Greeks went to the polls Sunday and sent a loud and clear message to EU leaders in Brussels and Berlin. The complete flogging of the socialist Pasok party, which oversaw the signing of the deep austerity deal, indicated to the world that Greeks had no appetite for continuing the austerity-only approach to their deficit. As of Wednesday evening, it appears that Greeks will return to the polls next month for a second round of elections; the three leading parties were given three days to form a coalition government and, so far, they seem unable to do so.  

The task to form a coalition government was first handed to New Democracy leader Antonis Samaras. His New Democracy Party, a centre-right party won the most votes with 18.8%. Samaras gave up trying to run the coalition within hours. The task then fell on Alexis Tsipras, leader of the second-place finishers, Syriza. Syriza, formed through a coalition of left-leaning parties,  has demanded that Greek leaders renege on their commitment to a $170 billion loan deal signed in February. Tsipras was, however, unable to find the 151 seats needed for a coalition government in the 300-seat parliament. Greeks are waiting to see if Evangelos Venizelos, leader of the third-place socialist Pasok party, will be able to form the coalition government. This however, seems unlikely.  Due to the leading parties inability to form a coalition governement,  it appears that the president will be required to appoint an interim government and call for June elections.

No matter what party eventually leads a coalition, it seems unlikely that the next Greek government will be able to support the current bailout agreement. Seven parties entered parliament on this vote, ranging from the neo-Nazi Golden Dawn party to the hardline communists. Only two parties, however, support the current deal with international creditors; the socialist Pasok party and the centre-right New Democracy Party. These two centralist parties have alternated control of Greece since the demise of the military junta in 1974, and both are seen as the domestic architects of the austerity deal. While they have enough combined seats to form a strong coalition government, this move seems politically impossible.

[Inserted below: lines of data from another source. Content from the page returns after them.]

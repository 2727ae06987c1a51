//! IoTDB type mappings.
//!
//! This module maps IoTDB column types onto the closed [`CellValue`] set.
//!
//! # Architecture
//!
//! Type conversion uses a two-phase approach:
//! 1. `TypeCategory` classifies the backend type name of each column once
//! 2. `decode_cell` converts every raw cell of that column according to its category
//!
//! Columns with a type the server did not report (or one we do not know) fall back
//! to inferring the category from the JSON shape of each cell.

use crate::config::TimestampPrecision;
use crate::db::backend::RawRow;
use crate::models::{CellValue, ColumnMetadata};
use chrono::{DateTime, FixedOffset, Offset, Utc};
use serde_json::Value as JsonValue;

/// Logical category for IoTDB column types.
#[derive(Debug, Clone, Copy, PartialEq, Eq)]
pub enum TypeCategory {
    Integer,
    Float,
    Boolean,
    Text,
    Timestamp,
    Unknown,
}

/// Classify an IoTDB type name into a logical category.
pub fn categorize_type(type_name: &str) -> TypeCategory {
    match type_name.trim().to_uppercase().as_str() {
        "INT32" | "INT64" => TypeCategory::Integer,
        "FLOAT" | "DOUBLE" => TypeCategory::Float,
        "BOOLEAN" => TypeCategory::Boolean,
        // DATE comes back as its textual form; BLOB as a hex literal
        "TEXT" | "STRING" | "BLOB" | "DATE" => TypeCategory::Text,
        "TIMESTAMP" => TypeCategory::Timestamp,
        _ => TypeCategory::Unknown,
    }
}

/// Converts raw epoch values into offset-aware datetimes.
#[derive(Debug, Clone, Copy)]
pub struct TimestampConverter {
    offset: FixedOffset,
    precision: TimestampPrecision,
}

impl TimestampConverter {
    pub fn new(offset: FixedOffset, precision: TimestampPrecision) -> Self {
        Self { offset, precision }
    }

    /// Millisecond epochs rendered in UTC.
    pub fn utc_millis() -> Self {
        Self {
            offset: Utc.fix(),
            precision: TimestampPrecision::Ms,
        }
    }

    pub fn from_epoch(&self, raw: i64) -> Option<DateTime<FixedOffset>> {
        let utc = match self.precision {
            TimestampPrecision::Ms => DateTime::<Utc>::from_timestamp_millis(raw)?,
            TimestampPrecision::Us => DateTime::<Utc>::from_timestamp_micros(raw)?,
            TimestampPrecision::Ns => DateTime::<Utc>::from_timestamp_nanos(raw),
        };
        Some(utc.with_timezone(&self.offset))
    }

    fn decode(&self, raw: &JsonValue) -> CellValue {
        match raw {
            JsonValue::Number(n) => match n.as_i64().and_then(|v| self.from_epoch(v)) {
                Some(ts) => CellValue::Timestamp(ts),
                None => CellValue::String(n.to_string()),
            },
            JsonValue::String(s) => match DateTime::parse_from_rfc3339(s) {
                Ok(ts) => CellValue::Timestamp(ts.with_timezone(&self.offset)),
                Err(_) => match s.parse::<i64>().ok().and_then(|v| self.from_epoch(v)) {
                    Some(ts) => CellValue::Timestamp(ts),
                    None => CellValue::String(s.clone()),
                },
            },
            other => infer_cell(other),
        }
    }
}

impl Default for TimestampConverter {
    fn default() -> Self {
        Self::utc_millis()
    }
}

/// Convert one raw cell according to its column category.
pub fn decode_cell(raw: &JsonValue, category: TypeCategory, ts: &TimestampConverter) -> CellValue {
    if raw.is_null() {
        return CellValue::Null;
    }
    match category {
        TypeCategory::Integer => match raw {
            JsonValue::Number(n) => n
                .as_i64()
                .map(CellValue::Integer)
                .or_else(|| n.as_f64().map(CellValue::Float))
                .unwrap_or_else(|| CellValue::String(n.to_string())),
            JsonValue::String(s) => s
                .parse::<i64>()
                .map(CellValue::Integer)
                .unwrap_or_else(|_| CellValue::String(s.clone())),
            other => infer_cell(other),
        },
        TypeCategory::Float => match raw {
            JsonValue::Number(n) => n
                .as_f64()
                .map(CellValue::Float)
                .unwrap_or_else(|| CellValue::String(n.to_string())),
            // NaN / Infinity arrive as strings
            JsonValue::String(s) => s
                .parse::<f64>()
                .map(CellValue::Float)
                .unwrap_or_else(|_| CellValue::String(s.clone())),
            other => infer_cell(other),
        },
        TypeCategory::Boolean => match raw {
            JsonValue::Bool(b) => CellValue::Boolean(*b),
            JsonValue::String(s) if s.eq_ignore_ascii_case("true") => CellValue::Boolean(true),
            JsonValue::String(s) if s.eq_ignore_ascii_case("false") => CellValue::Boolean(false),
            other => infer_cell(other),
        },
        TypeCategory::Text => match raw {
            JsonValue::String(s) => CellValue::String(s.clone()),
            other => CellValue::String(json_text(other)),
        },
        TypeCategory::Timestamp => ts.decode(raw),
        TypeCategory::Unknown => infer_cell(raw),
    }
}

/// Convert a raw row using per-column categories.
pub fn decode_row(raw: &RawRow, categories: &[TypeCategory], ts: &TimestampConverter) -> Vec<CellValue> {
    categories
        .iter()
        .enumerate()
        .map(|(idx, category)| {
            raw.get(idx)
                .map(|cell| decode_cell(cell, *category, ts))
                .unwrap_or(CellValue::Null)
        })
        .collect()
}

/// Categories for a column list, in order.
pub fn column_categories(columns: &[ColumnMetadata]) -> Vec<TypeCategory> {
    columns.iter().map(|c| categorize_type(&c.data_type)).collect()
}

fn infer_cell(raw: &JsonValue) -> CellValue {
    match raw {
        JsonValue::Null => CellValue::Null,
        JsonValue::Bool(b) => CellValue::Boolean(*b),
        JsonValue::Number(n) => n
            .as_i64()
            .map(CellValue::Integer)
            .or_else(|| n.as_f64().map(CellValue::Float))
            .unwrap_or_else(|| CellValue::String(n.to_string())),
        JsonValue::String(s) => CellValue::String(s.clone()),
        other => CellValue::String(json_text(other)),
    }
}

fn json_text(value: &JsonValue) -> String {
    match value {
        JsonValue::String(s) => s.clone(),
        other => other.to_string(),
    }
}
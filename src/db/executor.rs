//! Query execution engine.
//!
//! The dispatcher runs validated statements on a pooled session:
//! - acquires a session (the only place a request waits for capacity)
//! - pulls the result in batches of `fetch_size` rows, in backend order. The REST
//!   backend buffers the whole response before handing out batches, so with it the
//!   batch size does not bound peak memory
//! - maps backend types to [`CellValue`]s, including timestamp rendering
//! - releases the session healthy on success and unhealthy on any backend error
//!
//! # Cancellation
//!
//! The statement runs in a spawned task that owns the session. A caller that goes
//! away (client disconnect, dropped future) does not interrupt the backend call, and
//! the session is still released once the call finishes.

use crate::config::Config;
use crate::db::pool::{PooledSession, SessionPool};
use crate::db::types::{TimestampConverter, column_categories, decode_row};
use crate::error::{DbError, DbResult};
use crate::models::{CellValue, ColumnMetadata, QueryResult, ValidatedQuery};
use std::time::Instant;
use tracing::{debug, warn};

/// Executes validated statements on sessions from the pool.
#[derive(Debug, Clone)]
pub struct QueryDispatcher {
    pool: SessionPool,
    fetch_size: usize,
    timestamps: TimestampConverter,
}

impl QueryDispatcher {
    pub fn new(pool: SessionPool, fetch_size: usize, timestamps: TimestampConverter) -> Self {
        Self {
            pool,
            fetch_size: fetch_size.max(1),
            timestamps,
        }
    }

    pub fn from_config(pool: SessionPool, config: &Config) -> DbResult<Self> {
        let timestamps =
            TimestampConverter::new(config.time_zone_offset()?, config.timestamp_precision);
        Ok(Self::new(pool, config.fetch_size, timestamps))
    }

    pub fn pool(&self) -> &SessionPool {
        &self.pool
    }

    /// Run a statement to completion and return every row the backend produced.
    pub async fn execute(&self, query: &ValidatedQuery) -> DbResult<QueryResult> {
        let start = Instant::now();
        let session = self.pool.acquire().await?;
        let session_id = session.id();

        debug!(
            sql = %query.sql(),
            intent = %query.intent(),
            session_id = ?session_id,
            fetch_size = self.fetch_size,
            "Executing query"
        );

        let pool = self.pool.clone();
        let sql = query.sql().to_string();
        let fetch_size = self.fetch_size;
        let timestamps = self.timestamps;
        let task = tokio::spawn(async move {
            let mut session = session;
            let outcome = fetch_all(&mut session, &sql, fetch_size, &timestamps).await;
            pool.release(session, outcome.is_ok()).await;
            outcome
        });

        let (columns, rows) = match task.await {
            Ok(outcome) => outcome?,
            Err(e) => return Err(DbError::internal(format!("Query task failed: {e}"))),
        };

        let execution_time_ms = start.elapsed().as_millis() as u64;
        debug!(
            session_id = ?session_id,
            row_count = rows.len(),
            elapsed_ms = execution_time_ms,
            "Query finished"
        );

        Ok(QueryResult::new(columns, rows).with_execution_time(execution_time_ms))
    }
}

async fn fetch_all(
    session: &mut PooledSession,
    sql: &str,
    fetch_size: usize,
    timestamps: &TimestampConverter,
) -> DbResult<(Vec<ColumnMetadata>, Vec<Vec<CellValue>>)> {
    let mut data_set = session
        .execute_query(sql, fetch_size)
        .await
        .map_err(into_query_error)?;

    let columns = data_set.columns().to_vec();
    let categories = column_categories(&columns);
    let mut rows = Vec::new();
    let mut batch_no = 0usize;

    while let Some(batch) = data_set.next_batch().await.map_err(into_query_error)? {
        batch_no += 1;
        debug!(batch = batch_no, rows = batch.len(), "Fetched batch");
        rows.extend(batch.iter().map(|raw| decode_row(raw, &categories, timestamps)));
    }

    Ok((columns, rows))
}

/// Any failure while a statement runs surfaces as a query execution error.
fn into_query_error(err: DbError) -> DbError {
    match err {
        DbError::QueryExecution { .. } => err,
        other => {
            warn!(error = %other, "Backend failure during query");
            DbError::query_execution(other.to_string(), None)
        }
    }
}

With Germany’s refusal to back down from its calls for deep austerity, Greece’s future in the euro zone is once again an open question. The biggest question, however, is whether Greece will be the only country to leave the currency union. Deep austerity plans enforced by Berlin will be just as unpopular in Spain and Italy. If Spain, Portugal, Ireland, and Italy follow Greece in exiting the euro zone, economies across Europe will suffer. German politicians must remember that if Southern Europe's countries return to their radically devalued currencies, consumers in those countries will no longer be able to afford German exports, which drive Germany’s economy: Even at the height of the European recession, 60% of German exports went to fellow EU member countries. Without these countries in the euro zone, Germany -- and all of Europe -- can expect a big economic decline.